• **Work instructions**: The answer must be one number: how many lines of the records contain "Error".
____ Exercise material
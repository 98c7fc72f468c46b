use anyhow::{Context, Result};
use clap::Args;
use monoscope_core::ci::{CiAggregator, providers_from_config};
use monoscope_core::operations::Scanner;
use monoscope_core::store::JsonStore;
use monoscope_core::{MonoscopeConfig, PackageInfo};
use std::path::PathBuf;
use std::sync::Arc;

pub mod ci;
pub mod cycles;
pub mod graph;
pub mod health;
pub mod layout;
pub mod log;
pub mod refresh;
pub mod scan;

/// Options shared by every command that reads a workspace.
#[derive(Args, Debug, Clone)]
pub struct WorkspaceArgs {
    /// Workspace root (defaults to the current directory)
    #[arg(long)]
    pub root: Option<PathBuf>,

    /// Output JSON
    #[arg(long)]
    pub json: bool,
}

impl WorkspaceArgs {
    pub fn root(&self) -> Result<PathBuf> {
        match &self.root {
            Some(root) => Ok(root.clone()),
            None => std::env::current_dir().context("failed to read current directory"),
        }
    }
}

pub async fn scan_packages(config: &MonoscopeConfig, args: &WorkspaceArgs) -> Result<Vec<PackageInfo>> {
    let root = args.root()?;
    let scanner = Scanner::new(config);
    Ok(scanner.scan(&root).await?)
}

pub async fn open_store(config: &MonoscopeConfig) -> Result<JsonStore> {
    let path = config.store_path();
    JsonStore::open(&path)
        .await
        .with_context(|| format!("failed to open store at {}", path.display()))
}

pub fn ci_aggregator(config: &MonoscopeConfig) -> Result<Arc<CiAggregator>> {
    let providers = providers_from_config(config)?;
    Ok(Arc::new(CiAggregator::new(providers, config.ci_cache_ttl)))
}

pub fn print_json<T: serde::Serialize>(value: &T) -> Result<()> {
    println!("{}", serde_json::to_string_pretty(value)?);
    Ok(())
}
________
____ Exercise material
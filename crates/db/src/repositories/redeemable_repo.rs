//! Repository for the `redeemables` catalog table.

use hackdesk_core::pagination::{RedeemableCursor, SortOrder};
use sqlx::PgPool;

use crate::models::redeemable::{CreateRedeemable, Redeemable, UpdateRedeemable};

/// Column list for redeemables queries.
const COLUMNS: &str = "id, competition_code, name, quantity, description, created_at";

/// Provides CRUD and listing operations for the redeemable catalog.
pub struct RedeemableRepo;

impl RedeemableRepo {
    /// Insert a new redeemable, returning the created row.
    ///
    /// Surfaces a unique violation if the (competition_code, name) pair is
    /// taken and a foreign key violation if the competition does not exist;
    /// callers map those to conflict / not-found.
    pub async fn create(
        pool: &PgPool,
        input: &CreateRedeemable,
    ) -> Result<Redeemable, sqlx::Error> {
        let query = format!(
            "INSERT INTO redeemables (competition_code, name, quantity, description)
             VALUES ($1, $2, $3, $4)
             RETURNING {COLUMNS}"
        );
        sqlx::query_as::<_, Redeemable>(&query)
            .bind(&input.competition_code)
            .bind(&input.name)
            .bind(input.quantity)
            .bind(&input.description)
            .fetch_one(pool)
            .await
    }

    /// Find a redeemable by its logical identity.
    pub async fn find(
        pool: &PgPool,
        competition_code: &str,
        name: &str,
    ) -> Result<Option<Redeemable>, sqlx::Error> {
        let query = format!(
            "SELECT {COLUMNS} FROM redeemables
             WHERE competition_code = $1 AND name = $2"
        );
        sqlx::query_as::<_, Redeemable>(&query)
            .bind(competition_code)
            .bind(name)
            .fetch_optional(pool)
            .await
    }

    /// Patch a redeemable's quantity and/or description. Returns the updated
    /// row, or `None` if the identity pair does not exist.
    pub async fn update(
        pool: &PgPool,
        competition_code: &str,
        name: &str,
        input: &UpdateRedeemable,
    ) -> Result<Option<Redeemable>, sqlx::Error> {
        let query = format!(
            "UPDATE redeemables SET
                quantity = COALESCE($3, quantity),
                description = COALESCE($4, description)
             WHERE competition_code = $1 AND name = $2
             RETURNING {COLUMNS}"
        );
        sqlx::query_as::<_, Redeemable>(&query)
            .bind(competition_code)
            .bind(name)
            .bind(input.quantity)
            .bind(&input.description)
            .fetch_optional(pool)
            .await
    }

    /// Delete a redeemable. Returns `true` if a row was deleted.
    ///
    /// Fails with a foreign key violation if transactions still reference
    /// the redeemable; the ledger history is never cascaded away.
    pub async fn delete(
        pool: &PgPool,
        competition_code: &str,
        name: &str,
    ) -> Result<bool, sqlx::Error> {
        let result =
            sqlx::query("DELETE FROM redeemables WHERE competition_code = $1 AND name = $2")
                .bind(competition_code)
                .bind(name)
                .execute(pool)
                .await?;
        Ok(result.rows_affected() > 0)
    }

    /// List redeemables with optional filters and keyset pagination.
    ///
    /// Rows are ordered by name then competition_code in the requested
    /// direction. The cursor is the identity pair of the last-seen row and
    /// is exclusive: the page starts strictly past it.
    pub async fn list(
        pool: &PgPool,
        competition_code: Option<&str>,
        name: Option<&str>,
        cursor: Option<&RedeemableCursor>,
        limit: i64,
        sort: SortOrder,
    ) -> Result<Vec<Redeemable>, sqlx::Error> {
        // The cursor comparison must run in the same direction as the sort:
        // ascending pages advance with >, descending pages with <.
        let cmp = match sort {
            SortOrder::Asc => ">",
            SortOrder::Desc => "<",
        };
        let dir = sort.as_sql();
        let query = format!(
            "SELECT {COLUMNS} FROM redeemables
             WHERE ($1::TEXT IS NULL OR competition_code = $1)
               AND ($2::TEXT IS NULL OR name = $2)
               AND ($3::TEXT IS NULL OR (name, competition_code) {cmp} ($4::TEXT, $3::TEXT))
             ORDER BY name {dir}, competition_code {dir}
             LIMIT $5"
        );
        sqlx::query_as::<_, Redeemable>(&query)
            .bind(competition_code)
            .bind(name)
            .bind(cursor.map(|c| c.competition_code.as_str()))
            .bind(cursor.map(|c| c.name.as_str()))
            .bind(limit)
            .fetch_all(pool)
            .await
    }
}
________
• **Solution for this problem**: 5